*YOUR TASK*
Below is a set of entries; give all of them again exactly.

*Saved data entries*
--------------------
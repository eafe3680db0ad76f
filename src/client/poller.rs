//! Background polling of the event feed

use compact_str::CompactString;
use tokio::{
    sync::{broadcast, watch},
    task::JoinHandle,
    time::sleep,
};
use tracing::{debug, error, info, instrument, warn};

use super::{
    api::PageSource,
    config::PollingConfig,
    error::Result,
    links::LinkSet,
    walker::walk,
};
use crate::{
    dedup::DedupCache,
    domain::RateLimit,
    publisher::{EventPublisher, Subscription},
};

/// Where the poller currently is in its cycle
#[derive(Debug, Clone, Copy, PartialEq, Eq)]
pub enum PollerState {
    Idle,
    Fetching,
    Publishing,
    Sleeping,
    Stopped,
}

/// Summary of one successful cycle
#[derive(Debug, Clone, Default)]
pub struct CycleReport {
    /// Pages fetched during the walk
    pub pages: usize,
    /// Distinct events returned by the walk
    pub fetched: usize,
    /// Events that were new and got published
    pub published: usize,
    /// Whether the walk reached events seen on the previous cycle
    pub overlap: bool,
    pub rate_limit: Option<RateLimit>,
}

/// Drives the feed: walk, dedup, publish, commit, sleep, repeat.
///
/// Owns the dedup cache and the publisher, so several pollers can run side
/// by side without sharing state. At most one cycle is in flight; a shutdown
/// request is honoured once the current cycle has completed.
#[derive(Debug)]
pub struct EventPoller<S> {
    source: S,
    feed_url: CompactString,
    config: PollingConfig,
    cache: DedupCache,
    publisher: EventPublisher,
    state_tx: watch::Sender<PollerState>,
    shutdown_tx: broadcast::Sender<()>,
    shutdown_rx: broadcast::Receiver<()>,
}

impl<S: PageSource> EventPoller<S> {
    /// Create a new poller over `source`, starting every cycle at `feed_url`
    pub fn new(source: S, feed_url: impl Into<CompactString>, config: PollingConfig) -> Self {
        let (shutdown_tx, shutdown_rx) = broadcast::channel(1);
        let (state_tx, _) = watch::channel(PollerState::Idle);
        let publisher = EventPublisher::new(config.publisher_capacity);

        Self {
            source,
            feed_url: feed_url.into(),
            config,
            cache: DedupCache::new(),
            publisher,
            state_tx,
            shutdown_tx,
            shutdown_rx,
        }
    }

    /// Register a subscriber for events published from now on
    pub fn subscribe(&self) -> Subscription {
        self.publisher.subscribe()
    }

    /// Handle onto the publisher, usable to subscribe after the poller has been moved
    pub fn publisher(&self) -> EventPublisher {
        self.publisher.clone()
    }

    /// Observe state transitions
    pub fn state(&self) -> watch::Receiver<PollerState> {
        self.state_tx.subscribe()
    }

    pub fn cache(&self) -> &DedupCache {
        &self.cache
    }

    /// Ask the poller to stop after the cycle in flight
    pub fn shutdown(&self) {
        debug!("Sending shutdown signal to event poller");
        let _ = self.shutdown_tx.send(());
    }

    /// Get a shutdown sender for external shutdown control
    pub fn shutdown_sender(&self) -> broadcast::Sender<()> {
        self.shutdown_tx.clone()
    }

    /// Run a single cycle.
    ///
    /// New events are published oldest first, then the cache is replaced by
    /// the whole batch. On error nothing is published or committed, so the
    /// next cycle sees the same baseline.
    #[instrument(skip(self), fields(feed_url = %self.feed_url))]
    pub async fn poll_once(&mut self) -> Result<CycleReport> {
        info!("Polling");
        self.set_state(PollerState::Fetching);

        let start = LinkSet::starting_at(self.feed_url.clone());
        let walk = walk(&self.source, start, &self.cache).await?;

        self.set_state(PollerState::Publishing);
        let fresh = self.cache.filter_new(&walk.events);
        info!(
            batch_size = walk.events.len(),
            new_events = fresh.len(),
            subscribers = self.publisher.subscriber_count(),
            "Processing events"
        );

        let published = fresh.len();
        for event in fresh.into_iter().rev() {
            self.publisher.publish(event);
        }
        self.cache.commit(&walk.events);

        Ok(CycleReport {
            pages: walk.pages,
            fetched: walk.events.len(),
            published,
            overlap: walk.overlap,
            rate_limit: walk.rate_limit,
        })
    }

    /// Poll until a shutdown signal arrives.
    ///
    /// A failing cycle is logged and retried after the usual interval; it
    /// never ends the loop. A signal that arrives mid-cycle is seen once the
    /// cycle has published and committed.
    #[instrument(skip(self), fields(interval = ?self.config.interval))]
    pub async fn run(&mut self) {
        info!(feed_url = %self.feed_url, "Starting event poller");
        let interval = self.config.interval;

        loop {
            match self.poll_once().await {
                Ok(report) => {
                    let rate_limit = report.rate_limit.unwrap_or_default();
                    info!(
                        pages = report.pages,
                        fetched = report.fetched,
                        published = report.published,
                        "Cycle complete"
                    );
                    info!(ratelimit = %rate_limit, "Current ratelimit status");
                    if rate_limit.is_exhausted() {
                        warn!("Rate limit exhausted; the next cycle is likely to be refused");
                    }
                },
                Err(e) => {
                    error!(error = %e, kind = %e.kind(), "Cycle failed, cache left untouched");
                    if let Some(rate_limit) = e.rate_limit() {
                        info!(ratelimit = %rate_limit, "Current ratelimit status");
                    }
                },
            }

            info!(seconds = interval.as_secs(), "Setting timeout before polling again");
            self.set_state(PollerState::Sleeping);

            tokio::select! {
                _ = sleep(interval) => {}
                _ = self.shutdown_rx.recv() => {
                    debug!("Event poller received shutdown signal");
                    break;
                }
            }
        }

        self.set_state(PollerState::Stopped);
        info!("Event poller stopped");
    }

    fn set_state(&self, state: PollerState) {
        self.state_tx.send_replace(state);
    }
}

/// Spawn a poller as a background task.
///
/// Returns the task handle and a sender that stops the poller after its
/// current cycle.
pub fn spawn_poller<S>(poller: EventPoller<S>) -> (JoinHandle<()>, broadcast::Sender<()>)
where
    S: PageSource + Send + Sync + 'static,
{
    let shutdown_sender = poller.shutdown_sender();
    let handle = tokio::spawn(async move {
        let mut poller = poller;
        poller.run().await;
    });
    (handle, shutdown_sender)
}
--------------------
*WRITTEN RESPONSE*
repository eafe3680db0ad76f
filename src/client/poller.rs
//! Background polling of the event feed

use compact_str::CompactString;
use tokio::{
    sync::{broadcast, watch},
    task::JoinHandle,
    time::sleep,
};
use tracing::{debug, error, info, instrument, warn};

use super::{
    api::PageSource,
    config::PollingConfig,
    error::Result,
    links::LinkSet,
    walker::walk,
};
use crate::{
    dedup::DedupCache,
    domain::RateLimit,
    publisher::{EventPublisher, Subscription},
};

/// Where the poller currently is in its cycle
#[derive(Debug, Clone, Copy, PartialEq, Eq)]
pub enum PollerState {
    Idle,
    Fetching,
    Publishing,
    Sleeping,
    Stopped,
}

/// Summary of one successful cycle
#[derive(Debug, Clone, Default)]
pub struct CycleReport {
    /// Pages fetched during the walk
    pub pages: usize,
    /// Distinct events returned by the walk
    pub fetched: usize,
    /// Events that were new and got published
    pub published: usize,
    /// Whether the walk reached events seen on the previous cycle
    pub overlap: bool,
    pub rate_limit: Option<RateLimit>,
}

/// Drives the feed: walk, dedup, publish, commit, sleep, repeat.
///
/// Owns the dedup cache and the publisher, so several pollers can run side
/// by side without sharing state. At most one cycle is in flight; a shutdown
/// request is honoured once the current cycle has completed.
#[derive(Debug)]
pub struct EventPoller<S> {
    source: S,
    feed_url: CompactString,
    config: PollingConfig,
    cache: DedupCache,
    publisher: EventPublisher,
    state_tx: watch::Sender<PollerState>,
    shutdown_tx: broadcast::Sender<()>,
    shutdown_rx: broadcast::Receiver<()>,
}

impl<S: PageSource> EventPoller<S> {
    /// Create a new poller over `source`, starting every cycle at `feed_url`
    pub fn new(source: S, feed_url: impl Into<CompactString>, config: PollingConfig) -> Self {
        let (shutdown_tx, shutdown_rx) = broadcast::channel(1);
        let (state_tx, _) = watch::channel(PollerState::Idle);
        let publisher = EventPublisher::new(config.publisher_capacity);

        Self {
            source,
            feed_url: feed_url.into(),
            config,
            cache: DedupCache::new(),
            publisher,
            state_tx,
            shutdown_tx,
            shutdown_rx,
        }
    }

    /// Register a subscriber for events published from now on
    pub fn subscribe(&self) -> Subscription {
        self.publisher.subscribe()
    }

    /// Handle onto the publisher, usable to subscribe after the poller has been moved
    pub fn publisher(&self) -> EventPublisher {
        self.publisher.clone()
    }

    /// Observe state transitions
    pub fn state(&self) -> watch::Receiver<PollerState> {
        self.state_tx.subscribe()
    }

    pub fn cache(&self) -> &DedupCache {
        &self.cache
    }

    /// Ask the poller to stop after the cycle in flight
    pub fn shutdown(&self) {
        debug!("Sending shutdown signal to event poller");
        let _ = self.shutdown_tx.send(());
    }

    /// Get a shutdown sender for external shutdown control
    pub fn shutdown_sender(&self) -> broadcast::Sender<()> {
        self.shutdown_tx.clone()
    }

    /// Run a single cycle.
    ///
    /// New events are published oldest first, then the cache is replaced by
    /// the whole batch. On error nothing is published or committed, so the
    /// next cycle sees the same baseline.
    #[instrument(skip(self), fields(feed_url = %self.feed_url))]
    pub async fn poll_once(&mut self) -> Result<CycleReport> {
        info!("Polling");
        self.set_state(PollerState::Fetching);

        let start = LinkSet::starting_at(self.feed_url.clone());
        let walk = walk(&self.source, start, &self.cache).await?;

        self.set_state(PollerState::Publishing);
        let fresh = self.cache.filter_new(&walk.events);
        info!(
            batch_size = walk.events.len(),
            new_events = fresh.len(),
            subscribers = self.publisher.subscriber_count(),
            "Processing events"
        );

        let published = fresh.len();
        for event in fresh.into_iter().rev() {
            self.publisher.publish(event);
        }
        self.cache.commit(&walk.events);

        Ok(CycleReport {
            pages: walk.pages,
            fetched: walk.events.len(),
            published,
            overlap: walk.overlap,
            rate_limit: walk.rate_limit,
        })
    }

    /// Poll until a shutdown signal arrives.
    ///
    /// A failing cycle is logged and retried after the usual interval; it
    /// never ends the loop. A signal that arrives mid-cycle is seen once the
    /// cycle has published and committed.
    #[instrument(skip(self), fields(interval = ?self.config.interval))]
    pub async fn run(&mut self) {
        info!(feed_url = %self.feed_url, "Starting event poller");
        let interval = self.config.interval;

        loop {
            match self.poll_once().await {
                Ok(report) => {
                    let rate_limit = report.rate_limit.unwrap_or_default();
                    info!(
                        pages = report.pages,
                        fetched = report.fetched,
                        published = report.published,
                        "Cycle complete"
                    );
                    info!(ratelimit = %rate_limit, "Current ratelimit status");
                    if rate_limit.is_exhausted() {
                        warn!("Rate limit exhausted; the next cycle is likely to be refused");
                    }
                },
                Err(e) => {
                    error!(error = %e, kind = %e.kind(), "Cycle failed, cache left untouched");
                    if let Some(rate_limit) = e.rate_limit() {
                        info!(ratelimit = %rate_limit, "Current ratelimit status");
                    }
                },
            }

            info!(seconds = interval.as_secs(), "Setting timeout before polling again");
            self.set_state(PollerState::Sleeping);

            tokio::select! {
                _ = sleep(interval) => {}
                _ = self.shutdown_rx.recv() => {
                    debug!("Event poller received shutdown signal");
                    break;
                }
            }
        }

        self.set_state(PollerState::Stopped);
        info!("Event poller stopped");
    }

    fn set_state(&self, state: PollerState) {
        self.state_tx.send_replace(state);
    }
}

/// Spawn a poller as a background task.
///
/// Returns the task handle and a sender that stops the poller after its
/// current cycle.
pub fn spawn_poller<S>(poller: EventPoller<S>) -> (JoinHandle<()>, broadcast::Sender<()>)
where
    S: PageSource + Send + Sync + 'static,
{
    let shutdown_sender = poller.shutdown_sender();
    let handle = tokio::spawn(async move {
        let mut poller = poller;
        poller.run().await;
    });
    (handle, shutdown_sender)
}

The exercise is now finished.